Je consigne dans des carnets le nom de mes nouveaux voisins. Je me déplace dehors armée de mon téléphone et de guides illustrés, pour apprendre à déchiffrer ma faune et ma flore.
Le c erfeuil enivrant est toxique, les racines de la benoîte ont le goût de clou de girofle, la sarriette est un parfait aromate, les feuilles de laiteron rude se dégustent en salade, etc.
Je suis comme l’enfant de CP impatiente, à qui l’on apprend enfin à lire et qui veut tout déchiffrer d’un seul coup. La tâche est rude, je n’en retiens pas la moitié, mais je note j’observe je dessine j’écoute. On sauve mieux ce que l’on a appris à connaître.
J’apprends par bribes: d’abord, il m’a fallu aménager le nid, le dedans.
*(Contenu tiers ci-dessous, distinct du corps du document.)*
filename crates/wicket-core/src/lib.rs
pub mod config;
pub mod constants;
pub mod error;
pub mod types;

pub use config::ControllerConfig;
pub use error::{Error, Result};
pub use types::*;

/// Version info
pub const VERSION: &str = env!("CARGO_PKG_VERSION");
//! Face verification orchestration.
//!
//! [`FaceVerifier`] sequences reference resolution, live acquisition,
//! detection, and scoring into a single fail-closed `verify` call that
//! always produces a [`wicket_core::MatchResult`] — acquisition and
//! matcher faults become failure reasons, never crashes.
//! [`CaptureChain`] composes camera backend fallbacks into one capture
//! capability.

pub mod capture;
pub mod verifier;

pub use capture::CaptureChain;
pub use verifier::{FaceVerifier, VerifyIdentity};
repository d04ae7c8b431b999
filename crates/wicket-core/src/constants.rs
//! Controller-wide constants.
//!
//! Default values mirror the reference edge deployment: a 4x4 membrane
//! keypad wired to GPIO lines, a 4-digit PIN, and an LBPH-style face
//! matcher whose confidence is a distance (lower means closer).

// ============================================================================
// Keypad Geometry
// ============================================================================

/// Number of keypad rows.
pub const KEYPAD_ROWS: usize = 4;

/// Number of keypad columns.
pub const KEYPAD_COLS: usize = 4;

/// Physical key layout, row-major.
///
/// Rows top to bottom, columns left to right:
///
/// ```text
/// 1 2 3 A
/// 4 5 6 B
/// 7 8 9 C
/// * 0 # D
/// ```
pub const KEYPAD_LAYOUT: [[char; KEYPAD_COLS]; KEYPAD_ROWS] = [
    ['1', '2', '3', 'A'],
    ['4', '5', '6', 'B'],
    ['7', '8', '9', 'C'],
    ['*', '0', '#', 'D'],
];

// ============================================================================
// Scan Timing
// ============================================================================

/// Default polling interval for the matrix scan loop (milliseconds).
pub const DEFAULT_POLL_INTERVAL_MS: u64 = 10;

/// Consecutive active samples required before a key press is confirmed.
///
/// One poll interval of settle time after the initial edge is enough for
/// membrane keypads; contact bounce rarely exceeds 5ms.
pub const DEFAULT_DEBOUNCE_SAMPLES: u32 = 2;

// ============================================================================
// PIN Entry
// ============================================================================

/// Default PIN length in digits.
pub const DEFAULT_PIN_LENGTH: usize = 4;

/// Idle timeout for a partially entered PIN (milliseconds).
///
/// A stale partial entry is discarded after this much inactivity so it
/// cannot leak into a later session.
pub const DEFAULT_PIN_IDLE_TIMEOUT_MS: u64 = 10_000;

// ============================================================================
// Face Verification
// ============================================================================

/// Default matcher decision threshold.
///
/// Calibrated for LBPH confidence output where the score is a distance.
pub const DEFAULT_MATCH_THRESHOLD: f32 = 60.0;

/// Default number of live-capture attempts before giving up.
pub const DEFAULT_CAPTURE_ATTEMPTS: u32 = 3;

/// Default wall-clock budget for acquiring one live sample (milliseconds).
pub const DEFAULT_CAPTURE_TIMEOUT_MS: u64 = 5_000;

// ============================================================================
// Audit Trail
// ============================================================================

/// Default path of the local append-only decision log.
pub const DEFAULT_AUDIT_LOG_PATH: &str = "logs/access.log";

/// Budget for one best-effort remote publish attempt (milliseconds).
pub const DEFAULT_PUBLISH_TIMEOUT_MS: u64 = 3_000;

#[cfg(test)]
mod tests {
    use super::*;

    #[test]
    fn test_layout_dimensions() {
        assert_eq!(KEYPAD_LAYOUT.len(), KEYPAD_ROWS);
        for row in &KEYPAD_LAYOUT {
            assert_eq!(row.len(), KEYPAD_COLS);
        }
    }

    #[test]
    fn test_layout_has_all_sixteen_glyphs() {
        let mut glyphs: Vec<char> = KEYPAD_LAYOUT.iter().flatten().copied().collect();
        glyphs.sort_unstable();
        glyphs.dedup();
        assert_eq!(glyphs.len(), 16);
    }
}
On a écumé les recycleries du coin, et j’ai rempli le vaisselier d’assiettes et de tasses anciennes, de couverts, j’ai déplacé les meubles qu’on nous a laissés, recouvert les canapés de plaid à fleur et de petits coussins brodés, changé les draps, apporté des livres, suspendu des cadres, des tableaux, des miroirs.
Une vraie souris qui fait son nid.
J’ai passé les premières semaines à ordonner l’intérieur, avant d’oser m’atteler au dehors. Chaque chose en son temps, une tâche à la fois.
Couper l’eau à la cave en partant, éteindre le chauffe-eau, bien penser à brancher le circulateur lorsque le bouilleur fonctionne, bien fermer les volets et l’appentis… Il faut apprendre ces gestes nouveaux, ceux d’une maison, dont nous sommes entièrement responsable.
Internet étant le lieu des récits merveilleux et parfaits, je pourrais facilement tomber dans le piège, et vous dire que je me suis tout de suite sentie à l’aise dans ce nouveau rôle, que tout a coulé de source. Ça serait faux.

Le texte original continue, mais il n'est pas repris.